Prompt: Write an expository essay.

I read a quote once (I don’t much remember where) about how you are never alone because there are always stars in the night sky to keep you company (a paraphrase, of course; no citation needed). Just as there is always a moon—ripe and full and of otherworldly coloring—hung in the shimmering corners of memory. And while it is a poetic and nice enough concept, these celestial counterparts keeping you company, it is simply untrue. Because time and space extend into such unfathomable vastness that the only way to make sense of them is through pretend proximity. Through applying the shapes and sounds of what we know and can recall. Through retrospection. That’s what starlight is, after all. Retrospect. Lingering stain of a luminescence long dead, but still we pretend it is pulsing. 

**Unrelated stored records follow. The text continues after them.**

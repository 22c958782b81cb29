//! Thread-safe in-memory store for people, media and their connections.
//!
//! Both entity maps sit behind one [`parking_lot::Mutex`]. A connection is
//! two writes (the person's [`MediaLink`] and the media's [`PersonLink`]) and
//! both happen while the lock is held, so a reader never sees one half
//! without the other.
//!
//! Entities are stored as `Arc`s. Lookups hand out a cheap clone of the
//! `Arc`; writers go through [`Arc::make_mut`], so a traversal that still
//! holds an older handle keeps reading the version it was given.
//!
//! # Write policy
//!
//! - Inserting a person or media whose id already exists is a no-op. The
//!   first insert's fields win.
//! - Re-adding an existing (person, media) pair is a no-op, even with a
//!   different role. The first role wins.

use std::collections::HashMap;
use std::sync::Arc;

use parking_lot::Mutex;
use serde::Serialize;
use tracing::{debug, warn};

use crate::error::ErrorCode;
use crate::model::{Media, MediaLink, Person, PersonLink, PersonSummary};

/// Upper bound for [`GraphStore::search_people`] page size.
pub const MAX_SEARCH_LIMIT: usize = 100;
/// Upper bound for [`GraphStore::all_people`] page size.
pub const MAX_LIST_LIMIT: usize = 200;

// ---------------------------------------------------------------------------
// Errors
// ---------------------------------------------------------------------------

/// Rejected store writes.
#[derive(Debug, Clone, PartialEq, Eq, thiserror::Error)]
pub enum StoreError {
    /// An id argument was empty.
    #[error("{field} must not be empty")]
    EmptyId { field: &'static str },
}

impl StoreError {
    #[must_use]
    pub const fn code(&self) -> ErrorCode {
        ErrorCode::InvalidInput
    }
}

// ---------------------------------------------------------------------------
// GraphStats
// ---------------------------------------------------------------------------

/// Size summary of the graph.
#[derive(Debug, Clone, PartialEq, Serialize)]
#[serde(rename_all = "camelCase")]
pub struct GraphStats {
    pub people_count: usize,
    pub media_count: usize,
    pub connection_count: usize,
    pub average_connections_per_person: f64,
}

// ---------------------------------------------------------------------------
// GraphStore
// ---------------------------------------------------------------------------

#[derive(Debug, Default)]
struct Inner {
    people: HashMap<String, Arc<Person>>,
    media: HashMap<String, Arc<Media>>,
    /// Cached sum of every person's link count; `None` when dirty.
    connection_count: Option<usize>,
}

/// Bidirectional people/media adjacency store.
#[derive(Debug, Default)]
pub struct GraphStore {
    inner: Mutex<Inner>,
}

impl GraphStore {
    #[must_use]
    pub fn new() -> Self {
        Self::default()
    }

    /// Insert a person. Does nothing if a person with the same id exists.
    ///
    /// # Errors
    ///
    /// Returns [`StoreError::EmptyId`] if `person.id` is empty.
    pub fn add_person(&self, person: Person) -> Result<(), StoreError> {
        if person.id.is_empty() {
            return Err(StoreError::EmptyId { field: "person id" });
        }
        let mut inner = self.inner.lock();
        inner
            .people
            .entry(person.id.clone())
            .or_insert_with(|| Arc::new(person));
        Ok(())
    }

    /// Insert a media item. Does nothing if an item with the same id exists.
    ///
    /// # Errors
    ///
    /// Returns [`StoreError::EmptyId`] if `media.id` is empty.
    pub fn add_media(&self, media: Media) -> Result<(), StoreError> {
        if media.id.is_empty() {
            return Err(StoreError::EmptyId { field: "media id" });
        }
        let mut inner = self.inner.lock();
        inner
            .media
            .entry(media.id.clone())
            .or_insert_with(|| Arc::new(media));
        Ok(())
    }

    /// Connect a person to a media item with `role`.
    ///
    /// Both mirrored links are written under one lock acquisition, copying
    /// each side's current display fields. Unknown endpoints are logged and
    /// skipped. An existing connection is left untouched.
    ///
    /// # Errors
    ///
    /// Returns [`StoreError::EmptyId`] if either id is empty.
    pub fn add_connection(
        &self,
        person_id: &str,
        media_id: &str,
        role: &str,
    ) -> Result<(), StoreError> {
        if person_id.is_empty() {
            return Err(StoreError::EmptyId { field: "person id" });
        }
        if media_id.is_empty() {
            return Err(StoreError::EmptyId { field: "media id" });
        }

        let mut guard = self.inner.lock();
        let inner = &mut *guard;

        let (Some(person), Some(media)) =
            (inner.people.get_mut(person_id), inner.media.get_mut(media_id))
        else {
            warn!(person_id, media_id, "connection endpoint missing, skipping");
            return Ok(());
        };

        if person.media.contains_key(media_id) {
            debug!(person_id, media_id, "connection exists, keeping original role");
            return Ok(());
        }

        let media_link = MediaLink {
            media_id: media.id.clone(),
            name: media.name.clone(),
            kind: media.kind,
            role: role.to_string(),
            year: media.year,
            image: media.image.clone(),
        };
        let person_link = PersonLink {
            person_id: person.id.clone(),
            name: person.name.clone(),
            role: role.to_string(),
            image: person.image.clone(),
        };

        Arc::make_mut(person)
            .media
            .insert(media_id.to_string(), media_link);
        Arc::make_mut(media)
            .people
            .insert(person_id.to_string(), person_link);
        inner.connection_count = None;
        Ok(())
    }

    /// Look up a person. Empty or unknown ids yield `None`.
    #[must_use]
    pub fn get_person(&self, id: &str) -> Option<Arc<Person>> {
        if id.is_empty() {
            return None;
        }
        self.inner.lock().people.get(id).cloned()
    }

    /// Look up a media item. Empty or unknown ids yield `None`.
    #[must_use]
    pub fn get_media(&self, id: &str) -> Option<Arc<Media>> {
        if id.is_empty() {
            return None;
        }
        self.inner.lock().media.get(id).cloned()
    }

    /// Case-insensitive substring search over person names.
    ///
    /// A blank query returns nothing. Results are ordered by name; `limit`
    /// is clamped to `1..=100`.
    #[must_use]
    pub fn search_people(&self, query: &str, limit: usize, offset: usize) -> Vec<PersonSummary> {
        let needle = query.trim().to_lowercase();
        if needle.is_empty() {
            return Vec::new();
        }
        let limit = limit.clamp(1, MAX_SEARCH_LIMIT);

        let inner = self.inner.lock();
        let mut matches: Vec<&Arc<Person>> = inner
            .people
            .values()
            .filter(|p| p.name.to_lowercase().contains(&needle))
            .collect();
        page(&mut matches, limit, offset)
    }

    /// Page through every person ordered by name; `limit` is clamped to
    /// `1..=200`.
    #[must_use]
    pub fn all_people(&self, limit: usize, offset: usize) -> Vec<PersonSummary> {
        let limit = limit.clamp(1, MAX_LIST_LIMIT);
        let inner = self.inner.lock();
        let mut everyone: Vec<&Arc<Person>> = inner.people.values().collect();
        page(&mut everyone, limit, offset)
    }

    /// Every person currently stored, in no particular order.
    #[must_use]
    pub fn people(&self) -> Vec<Arc<Person>> {
        self.inner.lock().people.values().cloned().collect()
    }

    #[must_use]
    pub fn people_count(&self) -> usize {
        self.inner.lock().people.len()
    }

    #[must_use]
    pub fn media_count(&self) -> usize {
        self.inner.lock().media.len()
    }

    /// Total number of connections, counted from the person side.
    #[must_use]
    pub fn connection_count(&self) -> usize {
        let mut inner = self.inner.lock();
        connection_count_locked(&mut inner)
    }

    /// Remove every entity.
    pub fn clear(&self) {
        let mut inner = self.inner.lock();
        inner.people.clear();
        inner.media.clear();
        inner.connection_count = None;
    }

    /// Replace the whole graph with previously persisted entities.
    ///
    /// Entities keep the links they were saved with. Empty ids are dropped;
    /// on duplicate ids the first entity wins.
    pub fn load(&self, people: Vec<Person>, media: Vec<Media>) {
        let mut people_map = HashMap::with_capacity(people.len());
        for person in people.into_iter().filter(|p| !p.id.is_empty()) {
            people_map
                .entry(person.id.clone())
                .or_insert_with(|| Arc::new(person));
        }
        let mut media_map = HashMap::with_capacity(media.len());
        for item in media.into_iter().filter(|m| !m.id.is_empty()) {
            media_map
                .entry(item.id.clone())
                .or_insert_with(|| Arc::new(item));
        }

        let mut inner = self.inner.lock();
        inner.people = people_map;
        inner.media = media_map;
        inner.connection_count = None;
    }

    #[must_use]
    #[allow(clippy::cast_precision_loss)]
    pub fn stats(&self) -> GraphStats {
        let mut inner = self.inner.lock();
        let people_count = inner.people.len();
        let media_count = inner.media.len();
        let connection_count = connection_count_locked(&mut inner);

        let average_connections_per_person = if people_count == 0 {
            0.0
        } else {
            connection_count as f64 / people_count as f64
        };

        GraphStats {
            people_count,
            media_count,
            connection_count,
            average_connections_per_person,
        }
    }
}

fn connection_count_locked(inner: &mut Inner) -> usize {
    if let Some(count) = inner.connection_count {
        return count;
    }
    let count = inner.people.values().map(|p| p.link_count()).sum();
    inner.connection_count = Some(count);
    count
}

/// Sort by name (id breaks ties) and cut one page.
fn page(people: &mut [&Arc<Person>], limit: usize, offset: usize) -> Vec<PersonSummary> {
    people.sort_by(|a, b| a.name.cmp(&b.name).then_with(|| a.id.cmp(&b.id)));
    people
        .iter()
        .skip(offset)
        .take(limit)
        .map(|p| PersonSummary::from(p.as_ref()))
        .collect()
}

// ---------------------------------------------------------------------------
// Tests
// ---------------------------------------------------------------------------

That’s what memory is, after all. When you fucked each other anyway, you did so without fear wriggling at the back of your throat. In memories, you are brave and unquestioning. We could swallow almost anything, and you did. Digested it. And what remains are leftover flecks fallen across a nighttime sky, still glowing, somehow.       

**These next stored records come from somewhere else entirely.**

use std::io::Write;

use clap::Args;
use costar_core::path::{MAX_NEIGHBOR_DEGREE, MAX_NEIGHBOR_NODES, Neighborhood, NodeType};

use super::{Session, fail};
use crate::output::{CliError, OutputMode, Reply, pretty_kv, pretty_section, render};

#[derive(Args, Debug)]
pub struct NeighborsArgs {
    /// Person id at the center of the neighborhood.
    pub id: String,

    /// Person hops to expand, clamped to 1..=6 [default: query.neighbor_degree].
    #[arg(long)]
    pub degree: Option<usize>,

    /// Node cap, clamped to 1..=1000 [default: query.max_nodes].
    #[arg(long)]
    pub max_nodes: Option<usize>,
}

pub fn run_neighbors(
    args: &NeighborsArgs,
    output: OutputMode,
    session: &Session,
) -> anyhow::Result<()> {
    session.require_graph(output)?;
    let query = &session.config.query;
    let degree = args
        .degree
        .unwrap_or(query.neighbor_degree)
        .clamp(1, MAX_NEIGHBOR_DEGREE);
    let max_nodes = args
        .max_nodes
        .unwrap_or(query.max_nodes)
        .clamp(1, MAX_NEIGHBOR_NODES);

    let hood = match session.engine().neighbors(&args.id, degree, max_nodes) {
        Ok(hood) => hood,
        Err(e) => return fail(output, CliError::from_code(e.to_string(), e.code())),
    };

    let message = format!(
        "{} nodes and {} edges within {degree} degrees",
        hood.nodes.len(),
        hood.edges.len()
    );
    render(output, &Reply::ok(message, hood), render_human)
}

fn render_human(
    reply: &Reply<Neighborhood>,
    mode: OutputMode,
    w: &mut dyn Write,
) -> std::io::Result<()> {
    let hood = &reply.data;
    if mode == OutputMode::Text {
        for node in &hood.nodes {
            let kind = match node.node_type {
                NodeType::Person => "person",
                NodeType::Media => "media",
            };
            writeln!(w, "{}\t{kind}\t{}\t{}", node.depth, node.id, node.name)?;
        }
        return Ok(());
    }

    pretty_section(w, &format!("Neighborhood: {}", reply.message))?;
    pretty_kv(w, "Truncated", hood.truncated.to_string())?;
    pretty_kv(w, "Visited", hood.nodes_visited.to_string())?;
    writeln!(w)?;
    for node in &hood.nodes {
        let indent = "  ".repeat(node.depth);
        match (node.node_type, node.media_kind) {
            (NodeType::Media, Some(kind)) => {
                writeln!(w, "{indent}{} ({kind})", node.name)?;
            }
            _ => writeln!(w, "{indent}{}", node.name)?,
        }
    }
    Ok(())
}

Prompt: Write a persuasive essay. 

There are certain times (years or seasons or even just a day here and there) that truly are dusted in lace. That move slow as a scrap of lace falling through the air. That drape soft and artful. The beauty of lace is in its tatting. Delicate openings between the thinnest twining of thread. Openings that give the illusion of solidity, and so we press into them. Let the netting hold us safe in its reinforced vacuity. There is nothing to be ashamed of. We are allowed to be young and frivolous. We can pretend in our Halloween best so convincingly that the bite marks on our necks are real come morning time. We can become taut and charged as matchsticks, dance close with the danger of ignition when certain songs come on. We can smoke without concern, ash on the carpet without care, because repercussions are for other, unlaced times. Not here, not now.     

 

Prompt: Write a narrative essay. 

This is a story reenacted over and over. This is a story of slippage. With the same slickness as a fish through wet and hungry hands or a stitch of soft yarn off a metal knitting needle. This is a story of how two people slip into each other, even if unplanned. (But really, it is often not unplanned, just unspoken of.) The hazy intersection between when people want each other and when people simply want an other. This is a story of how, if the tension builds enough, people cannot help but tear at each other. Pull open each other in hopes of finding a plumb line to their most unnamable cravings. This is a story quick as the panting breath of two people dismissing any civilized concerns and allowing themselves to be animal together. Who fuck, frightened and rabid, on a couch one night. Who say, Come in. Say, yes. This is the story of the threads that unspool from the cushions that held their writhing bodies. Coins fallen from undone pockets to rest between the pillows.

 

Prompt: Write a compare-and-contrast essay. 

What to say in the face of our own pasts? Just this: Love and attraction, memory and nostalgia, feel eerily similar as our hearts pump them through hollowed veins. They are dynamic in their similarity. They are dynamic in their distinction. In the way starlight is still magical as it interrupts a darkened sky. In the way these poems are another’s memories spoken back to our own.